Prior to this long-awaited guidance, much less was known about pediatric dose indices. What little was published often was outdated, lacked data from diverse imaging settings and scanner manufacturers or had limited statistical power. The guidance—a working document for local radiology facilities to compare their dose levels with national benchmarks—was generated using 2016-2020 data from the ACR Dose Index Registry.
“Establishing these national benchmarks is a vital tool to guide local facilities in adjusting pediatric CT protocols and resultant doses for their patients,” says Kalpana M. Kanal, PhD., DABR, lead author of the study and past chair of the ACR Dose Index Registry. “Children are more sensitive to radiation than adults. All efforts toward understanding how much radiation is used for common CT examinations is valuable, especially if one finds that local dose indices exceed the DRLs provided in this study.”

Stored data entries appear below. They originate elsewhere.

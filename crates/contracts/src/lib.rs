//! # Contracts
//!
//! Frozen interface contracts shared by every gateway crate.
//! Business crates depend on this crate only; reverse dependencies are prohibited.
//!
//! ## Data flow
//! `IngressValue` (untrusted) → `DataPoint` (validated, normalized) → `Route`
//! targets (`TargetSpec`) → `TargetAdapter::send` or `DeadLetterEntry`.

mod adapter;
mod config;
mod data_point;
mod dead_letter;
mod error;
mod ingress_value;
mod pattern;
mod route;
mod target;

pub use adapter::{AdapterError, TargetAdapter};
pub use config::*;
pub use data_point::{DataPoint, DEFAULT_QUALITY};
pub use dead_letter::{DeadLetterEntry, ErrorClass};
pub use error::ContractError;
pub use ingress_value::IngressValue;
pub use pattern::Pattern;
pub use route::{Route, RouteTargets};
pub use target::{TargetClass, TargetSpec};

/// Re-export so downstream crates agree on the JSON value type.
pub use serde_json::{Map, Value};
//! Adapter implementations bundled with the dispatcher
//!
//! Real protocol adapters live with their transports; only the mock ships here.

mod mock;

pub use self::mock::{MockAdapter, MockBehavior};
//! Router stats

use cache::{BlobCacheStats, TelemetryCacheStats};
use dispatcher::DispatchMetricsSnapshot;
use serde::Serialize;

/// Event-level counters kept under the router lock
#[derive(Debug, Clone, Copy, Default, PartialEq, Eq, Serialize)]
pub(crate) struct Counters {
    pub events_received: u64,
    pub events_routed: u64,
    pub events_rejected: u64,
    pub events_rate_limited: u64,
    pub route_matches: u64,
    pub dispatch_success: u64,
    pub dispatch_failed: u64,
    pub subscriber_errors: u64,
}

/// Snapshot returned by `Router::get_routing_stats`
#[derive(Debug, Clone, PartialEq, Serialize)]
pub struct RoutingStats {
    /// Every `route` call
    pub events_received: u64,
    /// Calls that returned `true`
    pub events_routed: u64,
    /// Validation rejects
    pub events_rejected: u64,
    /// Rate-limit rejects (including the suspending event)
    pub events_rate_limited: u64,
    /// Route matches across all events
    pub route_matches: u64,
    /// Target deliveries that succeeded
    pub dispatch_success: u64,
    /// Target deliveries that were dead-lettered
    pub dispatch_failed: u64,
    /// Subscriber callbacks that panicked
    pub subscriber_errors: u64,
    pub routes_loaded: usize,
    pub subscribers: usize,
    pub suspended_sources: usize,
    pub circuit_breakers: usize,
    pub telemetry: TelemetryCacheStats,
    pub blob: BlobCacheStats,
    /// Includes reprocessing attempts
    pub dispatch: DispatchMetricsSnapshot,
}

/// Outcome of one `reprocess_dead_letters` pass
#[derive(Debug, Clone, Copy, Default, PartialEq, Eq, Serialize)]
pub struct ReprocessReport {
    /// Entries taken from the queue
    pub attempted: usize,
    pub succeeded: usize,
    /// Failed again, back in the queue
    pub requeued: usize,
    /// Failed again past `max_attempts`
    pub dropped: usize,
}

In the report, both DRLs and achievable doses (ADs) are provided to encourage facilities to optimize radiation dose. DRLs should be used to determine if a local facility’s dose indexes are unusually high or low, but not be used as target doses. DRLs and ADs are not intended to be used for comparisons with dose indexes for individual patients but rather for the whole patient population. Facilities now can analyze and compare their size and/or age-grouped dose indexes with the respective size or age-based ADs and DRLs as appropriate.
“Radiologists, medical physicists, and radiologic technologists have to work together to ensure that each patient receives an optimized dose while maintaining image quality,” says Donald Frush, MD, senior author of the study and chair of the Image Gently Alliance. “These national level benchmarks provide contemporary and robust guidance for these groups toward ensuring quality patient care. This is especially valuable in practices where pediatric scanning is relatively infrequent.”
The 10 most common pediatric CT exams in this study are:
- Head without IV contrast
- Sinuses without IV contrast
- Maxillofacial without IV contrast
- Neck soft tissue with IV contrast
- C-spine without IV contrast
- Chest without IV contrast
- Chest with IV contrast
- Abdomen/pelvis without IV contrast
- Abdomen/pelvis with IV contrast
- Chest/abdomen/pelvis with IV contrast
In addition to dose trends, this study reports some interesting findings:
- Most pediatric patients are scanned at community hospitals and not at academic or dedicated pediatric hospitals.
- Most facilities scan less than 10 pediatric patients per month.
- 66% of the pediatric population in this study were over 10 years of age.